» YOUR INSTRUCTIONS: Go through the records underneath and count the lines that include the string "short". Give nothing but the number.

◆ ◆ ◆

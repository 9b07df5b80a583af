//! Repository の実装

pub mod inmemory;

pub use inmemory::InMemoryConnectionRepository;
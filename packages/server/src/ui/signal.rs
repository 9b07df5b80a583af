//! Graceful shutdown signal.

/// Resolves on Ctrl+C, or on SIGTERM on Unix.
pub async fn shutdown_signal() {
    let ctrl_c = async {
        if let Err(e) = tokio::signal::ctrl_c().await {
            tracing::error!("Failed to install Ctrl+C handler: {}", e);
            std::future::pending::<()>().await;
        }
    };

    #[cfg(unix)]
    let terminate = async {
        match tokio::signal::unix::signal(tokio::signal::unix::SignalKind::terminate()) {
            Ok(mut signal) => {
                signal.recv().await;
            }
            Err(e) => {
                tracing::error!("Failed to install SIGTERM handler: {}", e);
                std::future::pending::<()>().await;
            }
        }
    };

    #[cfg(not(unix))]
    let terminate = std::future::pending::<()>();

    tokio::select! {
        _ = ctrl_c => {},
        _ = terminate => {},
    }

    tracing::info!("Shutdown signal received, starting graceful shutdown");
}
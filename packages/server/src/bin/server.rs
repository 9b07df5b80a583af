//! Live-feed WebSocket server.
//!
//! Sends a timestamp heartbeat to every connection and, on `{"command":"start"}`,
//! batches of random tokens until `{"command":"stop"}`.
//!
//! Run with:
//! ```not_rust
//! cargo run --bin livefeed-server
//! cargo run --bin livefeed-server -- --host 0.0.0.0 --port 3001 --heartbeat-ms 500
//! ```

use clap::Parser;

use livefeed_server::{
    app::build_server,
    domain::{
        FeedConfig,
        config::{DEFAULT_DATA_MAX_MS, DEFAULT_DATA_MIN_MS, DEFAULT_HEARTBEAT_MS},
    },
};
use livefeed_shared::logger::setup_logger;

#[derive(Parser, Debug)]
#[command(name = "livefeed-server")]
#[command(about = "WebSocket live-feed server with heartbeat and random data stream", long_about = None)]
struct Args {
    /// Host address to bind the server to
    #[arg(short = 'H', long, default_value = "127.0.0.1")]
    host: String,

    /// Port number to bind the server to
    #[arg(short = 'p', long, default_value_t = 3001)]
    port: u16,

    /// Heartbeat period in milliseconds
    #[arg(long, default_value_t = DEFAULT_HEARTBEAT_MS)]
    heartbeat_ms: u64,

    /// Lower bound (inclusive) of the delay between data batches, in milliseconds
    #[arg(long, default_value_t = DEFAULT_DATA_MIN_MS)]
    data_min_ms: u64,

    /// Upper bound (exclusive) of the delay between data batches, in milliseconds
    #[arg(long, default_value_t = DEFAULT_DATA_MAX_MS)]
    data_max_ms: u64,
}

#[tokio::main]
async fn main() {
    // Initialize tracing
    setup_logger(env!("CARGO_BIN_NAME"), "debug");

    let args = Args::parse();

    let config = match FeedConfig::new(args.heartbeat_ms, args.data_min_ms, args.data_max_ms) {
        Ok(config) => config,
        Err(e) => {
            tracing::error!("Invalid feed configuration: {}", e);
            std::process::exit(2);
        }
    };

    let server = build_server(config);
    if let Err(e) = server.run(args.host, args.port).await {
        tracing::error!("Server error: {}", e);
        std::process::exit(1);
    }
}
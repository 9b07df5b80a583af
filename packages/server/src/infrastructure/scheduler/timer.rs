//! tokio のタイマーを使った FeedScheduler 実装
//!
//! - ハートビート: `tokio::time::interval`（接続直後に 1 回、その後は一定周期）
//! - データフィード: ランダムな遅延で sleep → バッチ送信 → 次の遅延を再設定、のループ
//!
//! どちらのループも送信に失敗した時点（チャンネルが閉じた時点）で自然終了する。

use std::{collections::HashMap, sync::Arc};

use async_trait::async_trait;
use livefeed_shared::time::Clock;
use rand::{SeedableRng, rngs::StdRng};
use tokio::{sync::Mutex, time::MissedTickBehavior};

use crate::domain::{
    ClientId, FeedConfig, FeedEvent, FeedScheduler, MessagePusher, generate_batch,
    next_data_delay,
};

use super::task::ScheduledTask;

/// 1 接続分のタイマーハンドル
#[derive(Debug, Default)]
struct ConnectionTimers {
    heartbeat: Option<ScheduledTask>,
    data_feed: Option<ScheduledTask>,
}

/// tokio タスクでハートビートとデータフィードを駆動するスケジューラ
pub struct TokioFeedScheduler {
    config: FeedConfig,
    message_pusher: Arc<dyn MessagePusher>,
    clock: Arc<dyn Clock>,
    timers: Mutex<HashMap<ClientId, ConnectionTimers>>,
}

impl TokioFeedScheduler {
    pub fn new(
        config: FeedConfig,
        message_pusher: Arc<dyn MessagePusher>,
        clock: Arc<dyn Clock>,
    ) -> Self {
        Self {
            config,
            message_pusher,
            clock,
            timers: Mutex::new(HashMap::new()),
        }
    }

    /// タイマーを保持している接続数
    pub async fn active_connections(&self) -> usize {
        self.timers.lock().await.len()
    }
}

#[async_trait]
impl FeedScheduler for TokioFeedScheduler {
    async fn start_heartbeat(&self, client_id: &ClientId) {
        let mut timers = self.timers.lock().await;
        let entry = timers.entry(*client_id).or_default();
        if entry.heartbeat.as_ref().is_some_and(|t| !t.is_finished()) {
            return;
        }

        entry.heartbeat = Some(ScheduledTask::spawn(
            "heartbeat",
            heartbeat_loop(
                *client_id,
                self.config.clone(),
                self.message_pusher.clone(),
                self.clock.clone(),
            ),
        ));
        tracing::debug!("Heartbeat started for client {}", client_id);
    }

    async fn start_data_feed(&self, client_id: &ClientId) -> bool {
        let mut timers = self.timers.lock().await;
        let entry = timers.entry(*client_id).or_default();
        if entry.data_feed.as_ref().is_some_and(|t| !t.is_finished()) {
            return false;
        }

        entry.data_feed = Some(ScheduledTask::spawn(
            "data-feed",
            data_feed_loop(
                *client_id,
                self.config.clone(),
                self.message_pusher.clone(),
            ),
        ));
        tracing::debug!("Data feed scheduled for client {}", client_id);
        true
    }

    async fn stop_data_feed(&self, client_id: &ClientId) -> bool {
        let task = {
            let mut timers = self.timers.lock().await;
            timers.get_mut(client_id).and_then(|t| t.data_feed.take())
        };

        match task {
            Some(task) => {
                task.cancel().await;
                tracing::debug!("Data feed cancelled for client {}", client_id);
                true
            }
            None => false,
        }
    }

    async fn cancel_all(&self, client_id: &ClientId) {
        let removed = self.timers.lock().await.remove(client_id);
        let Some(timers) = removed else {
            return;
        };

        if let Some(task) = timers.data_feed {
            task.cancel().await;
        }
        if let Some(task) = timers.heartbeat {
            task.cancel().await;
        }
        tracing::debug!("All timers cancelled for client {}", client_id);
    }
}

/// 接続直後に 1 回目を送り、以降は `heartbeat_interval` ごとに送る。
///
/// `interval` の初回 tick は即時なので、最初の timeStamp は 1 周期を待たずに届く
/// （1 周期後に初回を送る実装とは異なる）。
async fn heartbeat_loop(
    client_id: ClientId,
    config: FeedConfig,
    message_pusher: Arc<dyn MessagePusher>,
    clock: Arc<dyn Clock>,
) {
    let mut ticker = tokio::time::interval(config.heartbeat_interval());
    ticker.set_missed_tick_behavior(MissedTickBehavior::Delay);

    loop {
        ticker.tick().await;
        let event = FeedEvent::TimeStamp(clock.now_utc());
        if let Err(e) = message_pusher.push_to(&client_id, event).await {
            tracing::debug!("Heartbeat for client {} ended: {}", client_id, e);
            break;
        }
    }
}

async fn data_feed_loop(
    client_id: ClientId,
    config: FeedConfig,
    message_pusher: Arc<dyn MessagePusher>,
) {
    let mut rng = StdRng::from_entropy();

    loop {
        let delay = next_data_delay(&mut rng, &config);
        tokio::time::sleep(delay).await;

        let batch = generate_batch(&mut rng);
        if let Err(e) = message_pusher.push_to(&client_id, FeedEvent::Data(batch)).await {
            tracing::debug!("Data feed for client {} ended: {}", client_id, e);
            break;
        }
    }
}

◆ ◆ ◆

» YOUR SOLUTION: 2